Matrix Factorization (MF)

  • Key Idea: Decode ratings into hidden “factors” (tastes) for users and items.
  • How It Works: Picture a giant grid with users as rows and items as columns, ratings in cells. Most cells are blank (no ratings). MF fills in the blanks by estimating latent traits.

Math: Break the matrix into two:

  • User factors \( p_u \)
  • Item factors \( q_i \)
  • Predicted rating \( \hat{r}_{ui} = p_u^T q_i \)

Loss Function:

$$ \text{Loss} = \sum (r_{ui} - q_i^T p_u)^2 + \lambda (||q_i||^2 + ||p_u||^2) $$

  • Optimizer: SGD or ALS
  • Limitations: Assumes linear interactions, works only for explicit feedback.
Content-Based Filtering

Fig 3: A simplified version of Matrix factorization [3]


Why Not Just SVD?

SVD is related to MF and captures latent structure, but:

  • Sparsity: SVD requires a full matrix.
  • Scalability: Expensive for large datasets.
  • Overfitting: Without constraints, it fits noise.

Regularization:
Helps address sparsity and overfitting.

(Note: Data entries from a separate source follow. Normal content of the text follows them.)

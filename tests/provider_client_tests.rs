mod common;

use common::*;
use esign_sync::error::{ProviderError, TransportError};
use esign_sync::signer::ALGORITHM;
use serde_json::json;

#[tokio::test]
async fn transient_code_is_retried() -> anyhow::Result<()> {
    let transport = ScriptedTransport::new();
    transport.push_api_error("InternalError.DbConnection");
    transport.push(Err(TransportError::Timeout));
    transport.push_ok(flow_info("flow-1", 4, approvers(3, 3)));

    let signal = client(transport.clone()).describe_flow("flow-1").await?;

    assert_eq!(signal.flow_status, 4);
    assert_eq!(transport.actions().len(), 3);

    Ok(())
}

#[tokio::test]
async fn each_attempt_is_signed_afresh() -> anyhow::Result<()> {
    let transport = ScriptedTransport::new();
    transport.push(Err(TransportError::Status {
        status: 503,
        body: "unavailable".into(),
    }));
    transport.push_ok(json!({"FlowId": "flow-2"}));

    client(transport.clone())
        .create_flow("Lease", &new_contract("Lease").party_b, &template())
        .await?;

    let requests = transport.requests();
    assert_eq!(requests.len(), 2);
    for request in &requests {
        let auth = request.authorization().unwrap_or_default();
        assert!(auth.starts_with(ALGORITHM));
        assert!(auth.contains("Credential=AKIDtest/"));
        assert_eq!(request.header("X-TC-Action"), Some("CreateFlow"));
    }
    // retries resend the identical body
    assert_eq!(requests[0].body, requests[1].body);

    Ok(())
}

#[tokio::test]
async fn non_retryable_code_fails_immediately() {
    let transport = ScriptedTransport::new();
    transport.push_api_error("AuthFailure.SignatureFailure");
    transport.push_ok(flow_info("flow-3", 4, approvers(3, 3)));

    let err = client(transport.clone())
        .describe_flow("flow-3")
        .await
        .unwrap_err();

    match err {
        ProviderError::Api { code, .. } => assert_eq!(code, "AuthFailure.SignatureFailure"),
        other => panic!("unexpected error: {other:?}"),
    }
    assert_eq!(transport.actions().len(), 1);
    assert_eq!(transport.remaining(), 1);
}

#[tokio::test]
async fn retries_stop_at_the_ceiling() {
    let transport = ScriptedTransport::new();
    for _ in 0..5 {
        transport.push_api_error("InternalError.System");
    }

    let err = client(transport.clone())
        .describe_flow("flow-4")
        .await
        .unwrap_err();

    match err {
        ProviderError::RetriesExhausted {
            action,
            attempts,
            last,
        } => {
            assert_eq!(action, "DescribeFlowInfo");
            assert_eq!(attempts, 3);
            assert!(matches!(*last, ProviderError::Api { .. }));
        }
        other => panic!("unexpected error: {other:?}"),
    }
    assert_eq!(transport.actions().len(), 3);
}

#[tokio::test]
async fn client_error_status_is_not_retried() {
    let transport = ScriptedTransport::new();
    transport.push(Err(TransportError::Status {
        status: 400,
        body: "bad request".into(),
    }));

    let err = client(transport.clone())
        .cancel_flow("flow-5", "withdrawn")
        .await
        .unwrap_err();

    assert!(matches!(
        err,
        ProviderError::Transport(TransportError::Status { status: 400, .. })
    ));
    assert_eq!(transport.actions(), vec!["CancelFlow"]);
}

#[tokio::test]
async fn initiate_runs_three_actions_in_order() -> anyhow::Result<()> {
    let transport = ScriptedTransport::new();
    script_initiate(&transport, "flow-6");

    let flow_id = client(transport.clone())
        .initiate_flow("Lease", &new_contract("Lease").party_b, &template())
        .await?;

    assert_eq!(flow_id, "flow-6");
    assert_eq!(
        transport.actions(),
        vec!["CreateFlow", "CreateDocument", "StartFlow"]
    );

    let create: serde_json::Value = serde_json::from_str(&transport.requests()[0].body)?;
    assert_eq!(create["Operator"]["UserId"], "operator-1");
    assert_eq!(create["Approvers"][0]["ApproverType"], 1);
    assert_eq!(create["Approvers"][0]["ApproverMobile"], "13800000000");
    assert_eq!(create["Approvers"][1]["ApproverType"], 0);

    Ok(())
}

#[tokio::test]
async fn failed_setup_cancels_the_new_flow() {
    let transport = ScriptedTransport::new();
    transport.push_ok(json!({"FlowId": "flow-8"}));
    transport.push_api_error("InvalidParameter.TemplateId");
    transport.push_ok(json!({}));

    let err = client(transport.clone())
        .initiate_flow("Lease", &new_contract("Lease").party_b, &template())
        .await
        .unwrap_err();

    match err {
        ProviderError::Api { code, .. } => assert_eq!(code, "InvalidParameter.TemplateId"),
        other => panic!("unexpected error: {other:?}"),
    }
    assert_eq!(
        transport.actions(),
        vec!["CreateFlow", "CreateDocument", "CancelFlow"]
    );
    let cancel: serde_json::Value = serde_json::from_str(&transport.requests()[2].body).unwrap();
    assert_eq!(cancel["FlowId"], "flow-8");
}

#[tokio::test]
async fn failed_start_still_reports_the_start_error_when_cancel_fails() {
    let transport = ScriptedTransport::new();
    transport.push_ok(json!({"FlowId": "flow-9"}));
    transport.push_ok(json!({"DocumentId": "doc-9"}));
    transport.push_api_error("OperationDenied.FlowStatusForbid");
    transport.push_api_error("OperationDenied.FlowStatusForbid");

    let err = client(transport.clone())
        .initiate_flow("Lease", &new_contract("Lease").party_b, &template())
        .await
        .unwrap_err();

    assert!(matches!(err, ProviderError::Api { .. }));
    assert_eq!(
        transport.actions(),
        vec!["CreateFlow", "CreateDocument", "StartFlow", "CancelFlow"]
    );
}

#[tokio::test]
async fn calls_are_spaced_by_the_rate_limit() -> anyhow::Result<()> {
    let mut config = test_config();
    config.provider.requests_per_second = 2;
    let transport = ScriptedTransport::new();
    let client = esign_sync::provider::ProviderClient::new(&config, transport.clone())?;

    // two calls fit the burst, the other two wait half a second each
    for _ in 0..4 {
        transport.push_ok(json!({}));
    }
    let started = std::time::Instant::now();
    for i in 0..4 {
        client.cancel_flow(&format!("flow-rl-{i}"), "withdrawn").await?;
    }
    let elapsed = started.elapsed();

    assert_eq!(transport.actions().len(), 4);
    assert_eq!(transport.remaining(), 0);
    assert!(
        elapsed >= std::time::Duration::from_millis(900),
        "four calls at 2/s finished in {elapsed:?}"
    );

    Ok(())
}

#[tokio::test]
async fn missing_flow_in_response_is_a_parse_error() {
    let transport = ScriptedTransport::new();
    transport.push_ok(flow_info("someone-else", 4, json!([])));

    let err = client(transport)
        .describe_flow("flow-7")
        .await
        .unwrap_err();

    assert!(matches!(err, ProviderError::Parse(_)));
}

#[test]
fn zero_rate_limit_is_rejected() {
    let mut config = test_config();
    config.provider.requests_per_second = 0;

    let result = esign_sync::provider::ProviderClient::new(&config, ScriptedTransport::new());
    assert!(result.is_err());
}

Regularized MF works only on observed ratings and avoids costly imputation.

Conclusion

The progression from content-based filtering (Fig 1) to collaborative filtering (Fig 2), and finally to MF (Fig 3), reflects a shift toward leveraging latent structures in sparse data. Neighborhood methods provided an initial collaborative approach, but latent factor models, inspired by SVD, offered scalability and accuracy. SVD’s limitations spurred regularized MF, focusing on observed ratings, with SGD and ALS optimizing this process for real-world systems.

References

  • StrataScratch
  • Koren, Yehuda, et al. “Matrix Factorization Techniques for Recommender Systems.” Computer 42.8 (2009): 30–37.